I still remember where I was when I heard there first single, Flood, 10 yrs ago. I quickly made a purchase of their CD and became a fan. I remember the breakup of a guy that I had been seeing for three years off and on and listening to World's Apart, confident that this breakup was the Lord's will. I remember Chris and I's early dating days and driving home late at night, don't worry kids it wasn't too late, listening to their new CD If I Left The Zoo. I can still recall the feeling of driving on the freeway with the windows down and heat on during the month of December wondering if Chris was going to purpose soon, while listening to No One Loves Me Like You. For Taylor's birth I made a collection of my favorite songs to be played while I was in labor and she happened to be born while River Constantine was playing. Then while Chris and I made a fresh start with our lives in Maryland two years ago at the Pastor's College they came out with their Who We Are Instead album. This CD as well as the song Sunny Days will always remind me of the PC. And my most recent memory happened a few weeks after Trevor was born. The sleep deprivation started to kick in one Sunday afternoon and I had just gotten both kids down for a nap. Those of you who are moms know what a miracle it is to get both kids down at the same time!! I took the God given opportunity to lay down myself and just as I started to drift off Trevor woke up crying. Knowing that Chris should be home any moment and feeling on the edge of a breakdown I took my bible and the IPOD outside to compose myself. I sat on the front porch but my new child had a great set of lungs and even with music and the door closed I could still hear him crying. So I moved to the van. We had just purchased Jars Redemption Songs (their best yet in my opinion) CD so I played that in the background.

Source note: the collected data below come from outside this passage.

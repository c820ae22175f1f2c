//! Search panel module
//!
//! The search bar, the filter dialog and the results area composed over one
//! committed state.
//!
//! # Architecture
//!
//! - `search_bar`: Query input, clear button, filter button and badge
//! - `coordinator`: Query and committed filters, page size, reload signals
//! - `session`: `SearchPanel`, which wires the pieces together and collects their events

pub mod coordinator;
pub mod search_bar;
pub mod session;

pub use coordinator::{ParamChanges, QueryCoordinator};
pub use search_bar::SearchBar;
pub use session::{DialogView, PanelSnapshot, PanelView, SearchPanel, SearchPanelBuilder};
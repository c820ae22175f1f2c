//! Filter dialog controller
//!
//! A two-page state machine layered on the draft operations in
//! `crate::selection`: a category list page and a value list page for the
//! category that is open.
//!
//! # Workflow
//!
//! ```text
//! Unmounted --mount--> Closed --open--> Opening --tick--> CategoryList
//!                        ^                                  |    ^
//!                        |            select_category(c)    v    | back (commits c into draft)
//!                        |                               ValueList(c)
//!                        |
//!                        +--- apply (commit draft, emit Apply) / close (discard) / any state
//! ```
//!
//! Only `apply` changes state that is visible outside the dialog. The draft is
//! cloned from the committed filters passed to the deferred show, so an
//! assignment made while the dialog is opening is part of the draft. Changes
//! go back solely through the `Apply` event (and the return value of `apply`).

use super::deferred::{DeferredAction, DeferredToken};
use crate::catalog::{FilterCatalog, FilterCategory};
use crate::config::Labels;
use crate::error::{FacetError, Result};
use crate::events::{EventQueue, SearchEvent};
use crate::selection::{self, DraftValue, SelectedFilters};
use serde::Serialize;
use std::fmt;

/// Observable phase of the dialog
#[derive(Debug, Clone, Copy, PartialEq, Eq, Serialize)]
#[serde(rename_all = "kebab-case")]
pub enum DialogPhase {
    /// Not attached to the host surface yet
    Unmounted,
    /// Mounted and idle
    Closed,
    /// Open requested, waiting for the deferred show
    Opening,
    /// Showing the list of categories
    CategoryList,
    /// Showing the values of one category
    ValueList,
}

impl DialogPhase {
    const fn as_str(self) -> &'static str {
        match self {
            Self::Unmounted => "unmounted",
            Self::Closed => "closed",
            Self::Opening => "opening",
            Self::CategoryList => "category list",
            Self::ValueList => "value list",
        }
    }
}

impl fmt::Display for DialogPhase {
    fn fmt(&self, f: &mut fmt::Formatter<'_>) -> fmt::Result {
        f.write_str(self.as_str())
    }
}

/// One row of the category page
#[derive(Debug, Clone, PartialEq, Eq, Serialize)]
pub struct CategoryRow {
    pub id: String,
    pub name: String,
    /// Selected value names, or the no-values label
    pub summary: String,
}

#[derive(Debug)]
enum DialogState {
    Unmounted,
    Closed,
    Opening,
    CategoryList {
        draft: SelectedFilters,
    },
    ValueList {
        draft: SelectedFilters,
        category_id: String,
        values: Vec<DraftValue>,
    },
}

impl DialogState {
    const fn phase(&self) -> DialogPhase {
        match self {
            Self::Unmounted => DialogPhase::Unmounted,
            Self::Closed => DialogPhase::Closed,
            Self::Opening => DialogPhase::Opening,
            Self::CategoryList { .. } => DialogPhase::CategoryList,
            Self::ValueList { .. } => DialogPhase::ValueList,
        }
    }
}

/// Modal filter-selection dialog
#[derive(Debug)]
pub struct FilterDialog {
    catalog: FilterCatalog,
    labels: Labels,
    state: DialogState,
    show: DeferredAction,
    events: EventQueue,
}

impl FilterDialog {
    /// Create an unmounted dialog over `catalog`
    #[must_use]
    pub fn new(catalog: FilterCatalog, labels: Labels) -> Self {
        Self {
            catalog,
            labels,
            state: DialogState::Unmounted,
            show: DeferredAction::new(),
            events: EventQueue::new(),
        }
    }

    /// Text labels used by the dialog
    #[must_use]
    pub const fn labels(&self) -> &Labels {
        &self.labels
    }

    /// Current phase
    #[must_use]
    pub const fn phase(&self) -> DialogPhase {
        self.state.phase()
    }

    /// Whether a dialog session exists (opening or showing a page)
    #[must_use]
    pub const fn is_open(&self) -> bool {
        matches!(
            self.state,
            DialogState::Opening
                | DialogState::CategoryList { .. }
                | DialogState::ValueList { .. }
        )
    }

    // =========================================================================
    // Lifecycle
    // =========================================================================

    /// Attach the dialog to the host surface
    ///
    /// Mounting an already mounted dialog changes nothing.
    pub fn mount(&mut self) {
        if matches!(self.state, DialogState::Unmounted) {
            tracing::debug!("Filter dialog mounted");
            self.state = DialogState::Closed;
        }
    }

    /// Detach the dialog, discarding any session and cancelling a pending show
    pub fn unmount(&mut self) {
        if self.show.cancel() {
            tracing::debug!("Cancelled pending dialog show on unmount");
        }
        self.state = DialogState::Unmounted;
    }

    /// Request the dialog to open
    ///
    /// The dialog becomes visible once the returned token fires (see
    /// [`FilterDialog::fire`] and [`FilterDialog::tick`]).
    ///
    /// # Errors
    ///
    /// Returns `FacetError::InvalidState` if the dialog is not mounted or a
    /// session is already open.
    pub fn open(&mut self) -> Result<DeferredToken> {
        if !matches!(self.state, DialogState::Closed) {
            return Err(self.reject("open"));
        }

        self.state = DialogState::Opening;
        tracing::debug!("Filter dialog opening");
        Ok(self.show.schedule())
    }

    /// Run the deferred show identified by `token`
    ///
    /// The draft starts as a copy of `committed` as it is at this moment.
    /// Returns `false` without touching any state when the token is stale,
    /// was cancelled by `close`/`unmount`, or already fired.
    pub fn fire(&mut self, token: DeferredToken, committed: &SelectedFilters) -> bool {
        if !self.show.fire(token) {
            return false;
        }

        match std::mem::replace(&mut self.state, DialogState::Closed) {
            DialogState::Opening => {
                self.state = DialogState::CategoryList {
                    draft: selection::begin_edit(committed),
                };
                tracing::debug!("Filter dialog shown");
                true
            }
            other => {
                self.state = other;
                false
            }
        }
    }

    /// Run whatever show is pending (next scheduler tick)
    pub fn tick(&mut self, committed: &SelectedFilters) -> bool {
        self.show
            .pending()
            .is_some_and(|token| self.fire(token, committed))
    }

    /// Close the dialog without applying
    ///
    /// Discards the draft and cancels a pending show. Committed filters are
    /// never touched. Returns `true` if a session was discarded.
    pub fn close(&mut self) -> bool {
        self.show.cancel();
        if self.is_open() {
            tracing::debug!("Filter dialog closed from {}", self.phase());
            self.state = DialogState::Closed;
            true
        } else {
            false
        }
    }

    // =========================================================================
    // Navigation and editing
    // =========================================================================

    /// Open the value page of a category
    ///
    /// # Errors
    ///
    /// Returns `FacetError::InvalidState` unless the category page is shown,
    /// and `FacetError::UnknownCategory` if the id is not in the catalog.
    pub fn select_category(&mut self, category_id: &str) -> Result<&[DraftValue]> {
        if !matches!(self.state, DialogState::CategoryList { .. }) {
            return Err(self.reject("select a category"));
        }
        let category = self.catalog.require(category_id)?;

        let DialogState::CategoryList { draft } =
            std::mem::replace(&mut self.state, DialogState::Closed)
        else {
            unreachable!("phase checked above");
        };

        let values = selection::select_category(&draft, category);
        tracing::debug!("Opened category '{category_id}' ({} values)", values.len());
        self.state = DialogState::ValueList {
            draft,
            category_id: category.id.clone(),
            values,
        };

        Ok(self.active_values().unwrap_or_default())
    }

    /// Toggle one value of the open category
    ///
    /// Returns the value's new selection flag.
    ///
    /// # Errors
    ///
    /// Returns `FacetError::InvalidState` unless a value page is shown, and
    /// `FacetError::UnknownValue` if the category has no value with this id.
    pub fn toggle_value(&mut self, value_id: &str) -> Result<bool> {
        let DialogState::ValueList {
            category_id,
            values,
            ..
        } = &mut self.state
        else {
            return Err(self.reject("toggle a value"));
        };

        if !selection::toggle_value(values, value_id) {
            return Err(FacetError::UnknownValue {
                category: category_id.clone(),
                value: value_id.to_string(),
            });
        }

        Ok(values
            .iter()
            .any(|draft| draft.id() == value_id && draft.selected))
    }

    /// Return to the category page, keeping the toggles in the draft
    ///
    /// # Errors
    ///
    /// Returns `FacetError::InvalidState` unless a value page is shown.
    pub fn back(&mut self) -> Result<()> {
        if !matches!(self.state, DialogState::ValueList { .. }) {
            return Err(self.reject("go back"));
        }

        let DialogState::ValueList {
            mut draft,
            category_id,
            values,
        } = std::mem::replace(&mut self.state, DialogState::Closed)
        else {
            unreachable!("phase checked above");
        };

        selection::commit_category(&mut draft, &category_id, &values);
        tracing::debug!("Committed category '{category_id}' into draft");
        self.state = DialogState::CategoryList { draft };
        Ok(())
    }

    /// Clear every selection in the draft, keeping the dialog open
    ///
    /// # Errors
    ///
    /// Returns `FacetError::InvalidState` unless the category page is shown.
    pub fn reset(&mut self) -> Result<()> {
        let DialogState::CategoryList { draft } = &mut self.state else {
            return Err(self.reject("reset"));
        };

        *draft = selection::reset_draft();
        self.events.push(SearchEvent::ResetRequested);
        tracing::debug!("Filter draft reset");
        Ok(())
    }

    /// Commit the draft and close the dialog
    ///
    /// Emits `SearchEvent::Apply` with the new committed filters and returns them.
    ///
    /// # Errors
    ///
    /// Returns `FacetError::InvalidState` unless the category page is shown.
    pub fn apply(&mut self) -> Result<SelectedFilters> {
        if !matches!(self.state, DialogState::CategoryList { .. }) {
            return Err(self.reject("apply"));
        }

        let DialogState::CategoryList { draft } =
            std::mem::replace(&mut self.state, DialogState::Closed)
        else {
            unreachable!("phase checked above");
        };

        let committed = selection::apply_draft(&draft);
        tracing::info!(
            "Applied filters: {} selected value(s)",
            selection::selected_count(&committed)
        );
        self.events.push(SearchEvent::Apply(committed.clone()));
        Ok(committed)
    }

    // =========================================================================
    // Derived view
    // =========================================================================

    /// The draft being edited, if a session is shown
    #[must_use]
    pub const fn draft(&self) -> Option<&SelectedFilters> {
        match &self.state {
            DialogState::CategoryList { draft } | DialogState::ValueList { draft, .. } => {
                Some(draft)
            }
            _ => None,
        }
    }

    /// The category whose values are shown
    #[must_use]
    pub fn active_category(&self) -> Option<&FilterCategory> {
        match &self.state {
            DialogState::ValueList { category_id, .. } => self.catalog.get(category_id),
            _ => None,
        }
    }

    /// Draft values of the open category
    #[must_use]
    pub fn active_values(&self) -> Option<&[DraftValue]> {
        match &self.state {
            DialogState::ValueList { values, .. } => Some(values),
            _ => None,
        }
    }

    /// Rows of the category page, summarising the draft
    ///
    /// Empty when no session is shown.
    #[must_use]
    pub fn category_rows(&self) -> Vec<CategoryRow> {
        let Some(draft) = self.draft() else {
            return Vec::new();
        };

        self.catalog
            .categories()
            .iter()
            .map(|category| CategoryRow {
                id: category.id.clone(),
                name: category.name.clone(),
                summary: selection::selected_value_names(category, draft, &self.labels.no_values),
            })
            .collect()
    }

    /// Whether the reset button is shown (the draft has any selection)
    #[must_use]
    pub fn show_reset_button(&self) -> bool {
        self.draft().is_some_and(selection::has_any_selection)
    }

    /// Move pending events into `queue`
    pub fn drain_events_into(&mut self, queue: &mut EventQueue) {
        queue.append(&mut self.events);
    }

    /// Take pending events
    pub fn take_events(&mut self) -> Vec<SearchEvent> {
        self.events.drain()
    }

    fn reject(&self, action: &str) -> FacetError {
        let phase = self.phase();
        tracing::warn!("Rejected dialog transition: cannot {action} while {phase}");
        FacetError::invalid_state(format!("cannot {action} while the filter dialog is {phase}"))
    }
}
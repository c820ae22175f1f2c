//! Facetr - headless state core for a faceted search panel
//!
//! This library models a search bar, a two-page filter selection dialog and
//! a paged results area without rendering anything. Frontends forward user
//! input to a [`SearchPanel`] and react to the [`SearchEvent`]s it emits.
//!
//! # Examples
//!
//! ```
//! use facetr::catalog::{FilterCatalog, FilterCategory, FilterValue};
//! use facetr::{SearchEvent, SearchPanel};
//!
//! let catalog = FilterCatalog::new(vec![FilterCategory::new(
//!     "age",
//!     "Age",
//!     vec![FilterValue::new("child", "Child"), FilterValue::new("teen", "Teen")],
//! )])
//! .unwrap();
//!
//! let mut panel = SearchPanel::builder().catalog(catalog).build().unwrap();
//! panel.mount();
//! panel.open_filters().unwrap();
//! panel.tick();
//! panel.select_category("age").unwrap();
//! panel.toggle_value("teen").unwrap();
//! panel.back().unwrap();
//! panel.apply_filters().unwrap();
//!
//! assert_eq!(panel.badge_count(), 1);
//! assert!(panel.take_events().contains(&SearchEvent::ReloadRequested));
//! ```

pub mod catalog;
pub mod cli;
pub mod commands;
pub mod config;
pub mod dialog;
pub mod driver;
pub mod error;
pub mod events;
pub mod output;
pub mod panel;
pub mod selection;

#[cfg(test)]
pub mod testing;

pub use catalog::{FilterCatalog, FilterCategory, FilterValue};
pub use config::PanelConfig;
pub use dialog::{DialogPhase, FilterDialog};
pub use error::{FacetError, Result};
pub use events::{EventQueue, SearchEvent};
pub use panel::{PanelSnapshot, PanelView, ParamChanges, SearchPanel};
pub use selection::SelectedFilters;
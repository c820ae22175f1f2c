//! Facetr CLI application entry point
//!
//! Drives a headless faceted search panel from the command line. Useful for
//! checking catalogs and configuration, and for replaying user interaction
//! scripts against the panel state machine.
//!
//! # Usage
//!
//! ```bash
//! # Validate a catalog
//! facetr check catalog.json
//!
//! # Replay a script, printing the events each command emits
//! facetr run --catalog catalog.json session.txt
//!
//! # Keep the committed query and filters between runs, JSON output
//! echo "query shoes" | facetr run -c catalog.toml --state panel.json --json
//!
//! # Write a default configuration file
//! facetr config init
//! ```
//!
//! # Logging
//!
//! Warnings are logged to stderr by default. `-v` enables debug logs and
//! `-vv` trace logs; a set `RUST_LOG` replaces both.
//!
//! # Configuration
//!
//! Labels and paging are read from the user's config directory
//! (`~/.config/facetr/config.toml` on Linux) or from `--config <PATH>`.

use facetr::{
    cli::{Cli, Commands},
    commands::{self, run::RunArgs},
    config::PanelConfig,
    FacetError,
};
use std::process::ExitCode;
use tracing_subscriber::EnvFilter;

type Result<T> = std::result::Result<T, FacetError>;

fn init_tracing(cli: &Cli) {
    let filter = EnvFilter::try_from_default_env()
        .unwrap_or_else(|_| EnvFilter::new(cli.log_level().as_str()));

    tracing_subscriber::fmt()
        .with_env_filter(filter)
        .with_writer(std::io::stderr)
        .with_target(false)
        .init();
}

fn load_config(cli: &Cli) -> Result<PanelConfig> {
    match &cli.config {
        Some(path) => PanelConfig::load_from(path),
        None => PanelConfig::load(),
    }
}

fn dispatch(cli: &Cli) -> Result<()> {
    match &cli.command {
        Commands::Run {
            script,
            catalog,
            state,
            json,
            strict,
        } => {
            let args = RunArgs {
                script: script.clone(),
                catalog: catalog.clone(),
                state: state.clone(),
                json: *json,
                strict: *strict,
            };
            commands::run(load_config(cli)?, &args, cli.quiet)
        }
        Commands::Check { catalog, json } => commands::check(catalog, *json, cli.quiet),
        Commands::Config { command } => {
            commands::config(command, cli.config.as_deref(), cli.quiet)
        }
    }
}

fn main() -> ExitCode {
    let cli = Cli::parse_args();
    init_tracing(&cli);

    match dispatch(&cli) {
        Ok(()) => ExitCode::SUCCESS,
        Err(e) => {
            eprintln!("Error: {e}");
            ExitCode::FAILURE
        }
    }
}
//! Single-shot, cancellable deferred action
//!
//! The dialog must be attached to the host surface before it is shown, so
//! showing is deferred to the next scheduler tick after `open`. Each schedule
//! hands out a `DeferredToken`; a token fires at most once, and only if it is
//! still the current one and has not been cancelled.

/// Identifies one scheduled run of a `DeferredAction`
#[derive(Debug, Clone, Copy, PartialEq, Eq, Hash)]
pub struct DeferredToken(u64);

/// A deferred action that can be scheduled, cancelled and fired once
#[derive(Debug, Default)]
pub struct DeferredAction {
    generation: u64,
    armed: bool,
}

impl DeferredAction {
    /// Create an idle action
    #[must_use]
    pub const fn new() -> Self {
        Self {
            generation: 0,
            armed: false,
        }
    }

    /// Schedule a run, superseding any earlier token
    pub fn schedule(&mut self) -> DeferredToken {
        self.generation += 1;
        self.armed = true;
        DeferredToken(self.generation)
    }

    /// Cancel the pending run, if any
    ///
    /// Returns `true` if something was pending.
    pub fn cancel(&mut self) -> bool {
        std::mem::replace(&mut self.armed, false)
    }

    /// Fire the run identified by `token`
    ///
    /// Returns `false` (a no-op) for stale, cancelled or already fired tokens.
    pub fn fire(&mut self, token: DeferredToken) -> bool {
        if self.armed && token.0 == self.generation {
            self.armed = false;
            true
        } else {
            false
        }
    }

    /// Token of the pending run, if any
    #[must_use]
    pub const fn pending(&self) -> Option<DeferredToken> {
        if self.armed {
            Some(DeferredToken(self.generation))
        } else {
            None
        }
    }
}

I listened to I Need Thee Every Hour and God Will Lift Your Head while reading the Psalms and had a good cry. Chris' car pulled up next to the van within five minutes. He looked over and saw me crying and has this look of "What in the world...?" He kindly went inside and cared for Trevor while I sought the Lord.
All that to say I had to laugh when they announced at the concert that they will be coming out with a new CD this summer. Just in time for the birth of our third child in August!
Labels:
misc
Wednesday, February 01, 2006
Not quite getting it....
We have noticed a lot of complaining coming from our daughters mouth recently. Comments like " I have no one to play with me" or " I'll never get to do.." whatever it may be that she wants to do. In our training efforts we have had her memorize "Do Nothing with grumbling or complaining" as well as some role playing with her. We sought counsel last week on this issue at our Pastor's Care Group and as always we received much wisdom. One idea was that when she complained to have her say one thing that she is thankful for. Here are some of the responses I've gotten,
Me: Taylor honey God's word says to not grumble or complain but instead to rejoice always. I want you to tell mommy one thing you are thankful for.
Taylor:" I'm thankful that we are going to nana's tonight"
me: " Ok that's good Taylor. You can be thankful for nana's but we are not going there tonight.
Taylor: " I'm thankful that we are going to Disneyland next week"
Me: Um... You can be thankful for Disneyland, even though you've never been there, but we are not going to Disneyland next week"
Taylor: "I'm thankful that we are getting a dog"
Mom growing a little impatient: "You're not getting a dog Taylor"
Yeah, I don't think she's quite getting it yet :-) But she will!